U.S. Tax Reform Debate in Full Swing
Last week, House Republican leadership introduced a long-awaited tax reform bill that, among other things, would cut the U.S. corporate tax rate to 20% from 35%. Other proposed major changes to the corporate tax system would include:
territorial tax system that taxes domestic income but not foriegn income;
one-time repatriation tax on overseas profits;
25% tax rate for “pass-through” businesses (e.g., sole proprietorships, partnerships, S corporations);
temporary immediate expensing of capital assets; and
“partially limiting” the deduction for business interest expense.

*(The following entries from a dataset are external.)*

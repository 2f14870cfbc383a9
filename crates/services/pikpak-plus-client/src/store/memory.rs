use std::collections::HashMap;
use std::sync::{Mutex, MutexGuard, PoisonError};

use super::KeyValueStore;
use crate::error::PikPakError;

/// In-process [`KeyValueStore`], used in tests and for ephemeral sessions
#[derive(Debug, Default)]
pub struct MemoryStore {
    entries: Mutex<HashMap<String, String>>,
}

impl MemoryStore {
    /// Empty store
    #[must_use]
    pub fn new() -> Self {
        Self::default()
    }

    /// Store pre-populated with `entries`
    #[must_use]
    pub fn with_entries<I, K, V>(entries: I) -> Self
    where
        I: IntoIterator<Item = (K, V)>,
        K: Into<String>,
        V: Into<String>,
    {
        Self {
            entries: Mutex::new(
                entries
                    .into_iter()
                    .map(|(k, v)| (k.into(), v.into()))
                    .collect(),
            ),
        }
    }

    /// Number of stored keys
    #[must_use]
    pub fn len(&self) -> usize {
        self.lock().len()
    }

    /// Whether the store holds no keys
    #[must_use]
    pub fn is_empty(&self) -> bool {
        self.lock().is_empty()
    }

    fn lock(&self) -> MutexGuard<'_, HashMap<String, String>> {
        self.entries.lock().unwrap_or_else(PoisonError::into_inner)
    }
}

impl KeyValueStore for MemoryStore {
    fn get(&self, key: &str) -> Option<String> {
        self.lock().get(key).cloned()
    }

    fn set(&self, key: &str, value: &str) -> Result<(), PikPakError> {
        self.lock().insert(key.to_string(), value.to_string());
        Ok(())
    }

    fn remove(&self, key: &str) -> Result<(), PikPakError> {
        self.lock().remove(key);
        Ok(())
    }

    fn clear(&self) -> Result<(), PikPakError> {
        self.lock().clear();
        Ok(())
    }
}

House Speaker Paul Ryan has publicly stated that he would like to have the legislation through the House before the Thanksgiving recess. The House Ways & Means Committee is conducting its mark-up this week, where further changes are possible as Committee members negotiate to facilitate passage when the bill is brought to the floor for a vote. The Senate Finance Committee will also launch its parallel process, with the goal of having a final bill negotiated between the House and Senate conferees before year’s end.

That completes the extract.